■ **EXERCISE DATA**
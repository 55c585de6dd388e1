//! Buyer order endpoints

use axum::{
    extract::{Path, State},
    Extension, Json,
};
use serde::Deserialize;
use shared::error::{AppError, ErrorCode};
use shared::models::{BuyerOrder, Confirmation, Location, LoadDetails, Role};
use validator::Validate;

use crate::auth::Identity;
use crate::db;
use crate::error::db_err;
use crate::state::AppState;
use crate::workflow::orders::{self, OrderDraft};

use super::ApiResult;

#[derive(Debug, Deserialize, Validate)]
pub struct LocationPayload {
    #[validate(length(min = 1))]
    pub state: String,
    #[validate(length(min = 1))]
    pub district: String,
    #[validate(length(min = 1))]
    pub place: String,
    pub sub_area: Option<String>,
}

impl From<LocationPayload> for Location {
    fn from(p: LocationPayload) -> Self {
        Location {
            state: p.state,
            district: p.district,
            place: p.place,
            sub_area: p.sub_area,
        }
    }
}

#[derive(Debug, Deserialize, Validate)]
pub struct CreateOrderPayload {
    #[validate(length(min = 1))]
    pub load_type: String,
    #[validate(range(min = 0.01))]
    pub tonnage: f64,
    #[validate(range(min = 1))]
    pub unit_count: Option<i32>,
    #[validate(nested)]
    pub origin: LocationPayload,
    #[validate(nested)]
    pub destination: LocationPayload,
    #[validate(length(min = 1))]
    pub required_date: String,
    pub instructions: Option<String>,
}

impl CreateOrderPayload {
    pub(crate) fn into_draft(self) -> OrderDraft {
        OrderDraft {
            load: LoadDetails {
                load_type: self.load_type,
                tonnage: self.tonnage,
                unit_count: self.unit_count,
            },
            origin: self.origin.into(),
            destination: self.destination.into(),
            required_date: self.required_date,
            instructions: self.instructions,
        }
    }
}

fn validated(payload: &CreateOrderPayload) -> Result<(), AppError> {
    payload
        .validate()
        .map_err(|e| AppError::validation(e.to_string()))
}

/// POST /api/orders
pub async fn create_order(
    State(state): State<AppState>,
    Extension(identity): Extension<Identity>,
    Json(payload): Json<CreateOrderPayload>,
) -> ApiResult<BuyerOrder> {
    identity.require_role(Role::Buyer)?;
    validated(&payload)?;

    let order =
        orders::create_draft(&state.pool, identity.subject_id, payload.into_draft()).await?;
    Ok(Json(order))
}

/// POST /api/orders/:id/submit
pub async fn submit_order(
    State(state): State<AppState>,
    Extension(identity): Extension<Identity>,
    Path(id): Path<i64>,
) -> ApiResult<BuyerOrder> {
    identity.require_role(Role::Buyer)?;

    let order = orders::submit(&state.pool, state.notifier.as_ref(), identity.subject_id, id)
        .await?;
    Ok(Json(order))
}

/// GET /api/orders
pub async fn list_orders(
    State(state): State<AppState>,
    Extension(identity): Extension<Identity>,
) -> ApiResult<Vec<BuyerOrder>> {
    identity.require_role(Role::Buyer)?;

    let rows = db::orders::list_for_buyer(&state.pool, identity.subject_id)
        .await
        .map_err(db_err)?;
    let orders = rows
        .into_iter()
        .map(|r| r.into_model())
        .collect::<Result<Vec<_>, _>>()?;
    Ok(Json(orders))
}

/// GET /api/orders/:id
pub async fn get_order(
    State(state): State<AppState>,
    Extension(identity): Extension<Identity>,
    Path(id): Path<i64>,
) -> ApiResult<BuyerOrder> {
    identity.require_role(Role::Buyer)?;

    let Some(row) = db::orders::buyer_by_id(&state.pool, id).await.map_err(db_err)? else {
        return Err(AppError::new(ErrorCode::OrderNotFound));
    };
    let order = row.into_model()?;
    if order.buyer_id != identity.subject_id {
        return Err(AppError::forbidden("order belongs to another buyer"));
    }
    Ok(Json(order))
}

/// GET /api/confirmations
///
/// Forwarded entries addressed to the calling buyer.
pub async fn list_confirmations(
    State(state): State<AppState>,
    Extension(identity): Extension<Identity>,
) -> ApiResult<Vec<Confirmation>> {
    identity.require_role(Role::Buyer)?;

    let rows = db::confirmations::list_for_buyer(&state.pool, identity.subject_id)
        .await
        .map_err(db_err)?;
    let items = rows
        .into_iter()
        .map(|r| r.into_model())
        .collect::<Result<Vec<_>, _>>()?;
    Ok(Json(items))
}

■ **DIRECTIONS**
From the listing, reproduce every line where the word "AppError" is present.

■ **ANSWER TO THIS EXERCISE**
use shared::error::{AppError, ErrorCode};
fn validated(payload: &CreateOrderPayload) -> Result<(), AppError> {
        .map_err(|e| AppError::validation(e.to_string()))
        return Err(AppError::new(ErrorCode::OrderNotFound));
        return Err(AppError::forbidden("order belongs to another buyer"));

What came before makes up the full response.